この目次にキーワードの説明を組み合わせれば、エッセンスになる。
ビオトープ:「生息空間」価値観が多様化かつ先鋭化してきた中で、年齢、性別、国籍、居住地などでは特定の価値観を持つ層にリーチすることができなくなってきたと著者は言う。その中で、特定の価値観を持った人々が集まる空間をビオトープと表現している。
背伸び記号消費:高級車やブランド品によって自己表現し、自己満足しようとする消費行動。車を移動用の機械と割り切る若者を草食系と揶揄する前時代的価値観を著者は厳しく指弾している。
視座:意味は字の通り。他人のもたらした情報に新しい情報を付け加えることで、新しい視座を与えることで、意味を再定義する(=セマンティック・ボーダーを組み替える)人のことを、著者はキュレーター(原意は学芸員)と呼んでいる。

少し長くなるが、引用すると…
第三者であるキュレーターが付与するコンテキストによって、視座はつねに組み替えられます。キュレーターがソーシャルメディアの中で無数に立ち上がってくればくるほど、その視座は無限に拡張されていく。それこそがセマンティック・ボーダーの組み替えにほかなりません。そして、このセマンティック・ボーダーの不安定化は「ゆらぎ」を生み出し、その「ゆらぎ」こそがセレンディピティの源泉ということなのです。

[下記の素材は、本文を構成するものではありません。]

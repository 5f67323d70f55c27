//! Conversion of native functions into erased invokers
//!
//! Any `Fn(&T, A1, .., An) -> R` or `Fn(&mut T, A1, .., An) -> R` with up to
//! six arguments converts into a [`MethodBody`]. The marker parameter of
//! [`IntoMethod`] is the matching fn-pointer type, which keeps the shared and
//! exclusive receiver impls apart during inference.

use std::any::Any;
use std::marker::PhantomData;
use std::sync::Arc;

use super::{Receiver, Signature};
use crate::error::{MirrorError, MirrorResult};
use crate::value::Boxed;

/// Receiver pointer handed to an invoker, after the upcast
#[derive(Clone, Copy)]
pub(crate) enum This {
    Shared(*const u8),
    Exclusive(*mut u8),
}

impl This {
    fn shared(self) -> *const u8 {
        match self {
            Self::Shared(ptr) => ptr,
            Self::Exclusive(ptr) => ptr as *const u8,
        }
    }
}

pub(crate) trait ErasedInvoke: Send + Sync {
    /// Call with `args` holding the argument tuple
    ///
    /// # Safety
    /// `this` must point to a live object of the receiver type.
    unsafe fn call(&self, this: This, args: Box<dyn Any>) -> MirrorResult<Boxed>;
}

/// Signature and erased invoker of a native function
pub struct MethodBody {
    pub(crate) signature: Signature,
    pub(crate) invoker: Arc<dyn ErasedInvoke>,
}

/// Functions usable as methods of `T`
pub trait IntoMethod<T, Marker> {
    fn into_method(self) -> MethodBody;
}

struct Invoker<F, Marker> {
    f: F,
    _marker: PhantomData<fn() -> Marker>,
}

fn argument_mismatch(expected: &'static str) -> MirrorError {
    MirrorError::type_mismatch("method arguments", expected, "another argument tuple")
}

macro_rules! impl_into_method {
    ($($arg:ident),*) => {
        impl<T, F, R, $($arg,)*> IntoMethod<T, fn(&T, $($arg),*) -> R> for F
        where
            T: Any,
            R: Any + Clone,
            $($arg: Any,)*
            F: Fn(&T, $($arg),*) -> R + Send + Sync + 'static,
        {
            fn into_method(self) -> MethodBody {
                MethodBody {
                    signature: Signature::capture::<($($arg,)*), R>(
                        Receiver::Shared,
                        vec![$(crate::identity::TypeIdentity::of::<$arg>()),*],
                    ),
                    invoker: Arc::new(Invoker::<F, fn(&T, $($arg),*) -> R> {
                        f: self,
                        _marker: PhantomData,
                    }),
                }
            }
        }

        impl<T, F, R, $($arg,)*> IntoMethod<T, fn(&mut T, $($arg),*) -> R> for F
        where
            T: Any,
            R: Any + Clone,
            $($arg: Any,)*
            F: Fn(&mut T, $($arg),*) -> R + Send + Sync + 'static,
        {
            fn into_method(self) -> MethodBody {
                MethodBody {
                    signature: Signature::capture::<($($arg,)*), R>(
                        Receiver::Exclusive,
                        vec![$(crate::identity::TypeIdentity::of::<$arg>()),*],
                    ),
                    invoker: Arc::new(Invoker::<F, fn(&mut T, $($arg),*) -> R> {
                        f: self,
                        _marker: PhantomData,
                    }),
                }
            }
        }

        impl<T, F, R, $($arg,)*> ErasedInvoke for Invoker<F, fn(&T, $($arg),*) -> R>
        where
            T: Any,
            R: Any + Clone,
            $($arg: Any,)*
            F: Fn(&T, $($arg),*) -> R + Send + Sync + 'static,
        {
            #[allow(non_snake_case)]
            unsafe fn call(&self, this: This, args: Box<dyn Any>) -> MirrorResult<Boxed> {
                let ($($arg,)*) = *args
                    .downcast::<($($arg,)*)>()
                    .map_err(|_| argument_mismatch(std::any::type_name::<($($arg,)*)>()))?;
                let object = &*(this.shared() as *const T);
                Ok(Boxed::new((self.f)(object, $($arg),*)))
            }
        }

        impl<T, F, R, $($arg,)*> ErasedInvoke for Invoker<F, fn(&mut T, $($arg),*) -> R>
        where
            T: Any,
            R: Any + Clone,
            $($arg: Any,)*
            F: Fn(&mut T, $($arg),*) -> R + Send + Sync + 'static,
        {
            #[allow(non_snake_case)]
            unsafe fn call(&self, this: This, args: Box<dyn Any>) -> MirrorResult<Boxed> {
                let This::Exclusive(ptr) = this else {
                    return Err(MirrorError::access_denied(
                        std::any::type_name::<F>(),
                        "be invoked through a shared reference",
                    ));
                };
                let ($($arg,)*) = *args
                    .downcast::<($($arg,)*)>()
                    .map_err(|_| argument_mismatch(std::any::type_name::<($($arg,)*)>()))?;
                let object = &mut *(ptr as *mut T);
                Ok(Boxed::new((self.f)(object, $($arg),*)))
            }
        }
    };
}

impl_into_method!();
impl_into_method!(A1);
impl_into_method!(A1, A2);
impl_into_method!(A1, A2, A3);
impl_into_method!(A1, A2, A3, A4);
impl_into_method!(A1, A2, A3, A4, A5);
impl_into_method!(A1, A2, A3, A4, A5, A6);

内容はよくわかるのだけれど、何となく諸手を挙げて賛同する気になれないのは、学芸員が調子に乗りすぎている博物館に対するゲンナリ感のようなものかもしれない。
有名になりたいとか、売れたいとか言った色気を抜きにしてなされた名も無き名作に光が当たることはすばらしいことだ。しかし、本人が意欲を持って企画し、丁寧に取材する一次情報の創り手の価値の尊さを忘れてはいけないとも思う。